Since its first reveal, Ghostwire: Tokyo had intrigued a lot of people, whether they like FPS games or not. A big part of that intrigue was the first-person “ninjutsu” aspect in the trailers combined with the history of Tango Gameworks delivering some off-beat but solid horror games. Imagine being a ninja, fighting demons in a neon-lit Tokyo while enjoying the beauty of casting ninjutsu spells in a first-person perspective. If you have ever had fantasies of living as Naruto, Ghostwire Tokyo seemed set to deliver upon those.
After playing through the preview of Ghostwire Tokyo and later being able to get my hands on the complete version of the game, I’m not so sure if those Konoha ninja fantasies hold true in the context of this game.
Ghostwire: Tokyo’s story is strange at its best and absolutely bonkers at its worst. The game opens with a cutscene where the main protagonist, Akito, is dead because of an accident. He is then possessed by a friendly neighborhood ghost later revealed to be KK (what was KK doing or occupying before him is unknown even towards the end of the story).

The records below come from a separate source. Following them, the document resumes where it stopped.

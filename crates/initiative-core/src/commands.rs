//! Command-surface parser: `!initiative --option arg` argument groups.

use std::fmt;

use contracts::{CommandPayload, ToggleOption};

pub const COMMAND_WORD: &str = "!initiative";

pub const USAGE: &str = "Proper usage: !initiative --option arg\n\
Commands:\n\
  !initiative --recover            Restore last closed turn order.\n\
  !initiative --clear              Remove color token markers.\n\
Options:\n\
  --enable [true|false]            Enable or disable initiative automation.\n\
  --group [true|false]             Group matching tokens or roll individually.\n\
  --output [true|false]            Send rolls to chat.\n\
  --players [true|false]           Roll for player-controlled tokens.\n\
  --max [number|none]              Max tokens per group; oversized groups are\n\
                                   split into marker-tagged subgroups.";

/// Rejected input; carries the user-facing complaint. No state is mutated on
/// the way to this error.
#[derive(Debug, Clone, PartialEq, Eq)]
pub struct UsageError {
    pub message: String,
}

impl UsageError {
    fn new(message: impl Into<String>) -> Self {
        Self {
            message: message.into(),
        }
    }
}

impl fmt::Display for UsageError {
    fn fmt(&self, f: &mut fmt::Formatter<'_>) -> fmt::Result {
        write!(f, "{}", self.message)
    }
}

impl std::error::Error for UsageError {}

/// Parse one full command line into its payloads. A bare command word parses
/// to an empty payload list (the caller answers with usage text).
pub fn parse_command_line(content: &str) -> Result<Vec<CommandPayload>, UsageError> {
    let mut parts = content.split("--");
    let head = parts.next().unwrap_or("").trim();
    if head != COMMAND_WORD {
        return Err(UsageError::new(format!("unknown command '{head}'")));
    }

    let mut payloads = Vec::new();
    for arg in parts {
        let fields: Vec<&str> = arg.split_whitespace().collect();
        let payload = match fields.first().copied() {
            Some("group") => parse_toggle(ToggleOption::Group, &fields)?,
            Some("output") => parse_toggle(ToggleOption::Output, &fields)?,
            Some("players") => parse_toggle(ToggleOption::Players, &fields)?,
            Some("enable") => parse_toggle(ToggleOption::Enable, &fields)?,
            Some("max") => parse_max(&fields)?,
            Some("clear") => CommandPayload::ClearMarkers,
            Some("recover") => CommandPayload::RecoverTurnOrder,
            Some(other) => return Err(UsageError::new(format!("unknown option '{other}'"))),
            None => return Err(UsageError::new("empty option")),
        };
        payloads.push(payload);
    }
    Ok(payloads)
}

fn parse_toggle(option: ToggleOption, fields: &[&str]) -> Result<CommandPayload, UsageError> {
    match fields {
        [_, "true"] => Ok(CommandPayload::Toggle {
            option,
            value: true,
        }),
        [_, "false"] => Ok(CommandPayload::Toggle {
            option,
            value: false,
        }),
        _ => Err(UsageError::new(format!(
            "{} must be 'true' or 'false'",
            option.as_str()
        ))),
    }
}

fn parse_max(fields: &[&str]) -> Result<CommandPayload, UsageError> {
    let invalid = || UsageError::new("max must be a valid number greater than 1 or 'none'.");
    match fields {
        [_, "none"] => Ok(CommandPayload::SetMaxPerGroup { limit: None }),
        [_, raw] => {
            let limit = raw.parse::<u32>().map_err(|_| invalid())?;
            if limit < 2 {
                return Err(invalid());
            }
            Ok(CommandPayload::SetMaxPerGroup { limit: Some(limit) })
        }
        _ => Err(invalid()),
    }
}

#[cfg(test)]
mod tests {
    use super::*;

    #[test]
    fn toggles_and_max_parse_together() {
        let payloads =
            parse_command_line("!initiative --group true --max 3").expect("well-formed line");
        assert_eq!(
            payloads,
            vec![
                CommandPayload::Toggle {
                    option: ToggleOption::Group,
                    value: true,
                },
                CommandPayload::SetMaxPerGroup { limit: Some(3) },
            ]
        );
    }

    #[test]
    fn bare_command_parses_to_no_payloads() {
        assert_eq!(parse_command_line("!initiative").expect("bare"), Vec::new());
    }

    #[test]
    fn non_boolean_toggle_value_is_rejected() {
        let err = parse_command_line("!initiative --enable yes").expect_err("bad toggle");
        assert_eq!(err.message, "enable must be 'true' or 'false'");
    }

    #[test]
    fn max_rejects_small_and_non_numeric_values() {
        for line in [
            "!initiative --max 1",
            "!initiative --max goblins",
            "!initiative --max",
        ] {
            let err = parse_command_line(line).expect_err("bad max");
            assert!(err.message.starts_with("max must be"));
        }
        assert_eq!(
            parse_command_line("!initiative --max none").expect("none clears"),
            vec![CommandPayload::SetMaxPerGroup { limit: None }]
        );
    }

    #[test]
    fn unknown_option_is_rejected() {
        assert!(parse_command_line("!initiative --frobnicate").is_err());
        assert!(parse_command_line("!otherscript --group true").is_err());
    }
}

The story deals with loss, grief, abandonment and many other things. It sounds good on paper and I thought the end will bring up a lot of emotions when these grievances will be resolved. But oh boy was I wrong. Ghostwire Tokyo literally throws away everything it builds on in the first two chapters as soon as you start the third act. The story goes nowhere and lots of characters (Hello Ed?) and their stories remain unresolved. This is the first game I have played in God knows how long which has a beginning but no mid or end.
Akito after waking up tried to make his way towards the hospital where his sister was admitted. But he soon realizes something is very wrong with the city. All of the residents of Shibuya have vanished due to a mysterious fog. Only their souls remain which are being abducted by “visitors” from the otherworld. On reaching the hospital, he realizes it is the work of some Hannya masked man and his group who are there to abduct his sister for a ceremony.
GWT is your typical C-grade revenge/rescue story with absolutely no payoff in the end. This is it. There is nothing more to the story. Other than why Akito’s sister is in hospital and stories of some characters you meet along the way. This is not something you haven’t seen or watched a thousand times before. Some games have side missions with more story and resolution than the whole plot of GWT.
A side story in Elden Ring (comparison is inevitable because GWT is released with a full price tag alongside two heavy hitters this year including my GOAT, Elden Ring) has you go through time and space to find someone who has been dead for ages. The payoff was huge, unlike GWT where I was left wondering what happened to Ed and all the others? At least give me a cutscene so I can have closure. I wanted to visit KK’s family and have a heart to heart with them
There are few sequences in GWT where I felt genuinely excited only for my excitement to be marred by mediocre gameplay and no stakes whatsoever. Finding an underworld motorbike was exciting and made me feel like a child again. Going from point A to B doing the same thing over and over again to complete the sequence was not. I didn’t even get to drive the damn thing in the game at all (the whole sequence to clean tori gate and go fetch underworld oil was at least an hour-long).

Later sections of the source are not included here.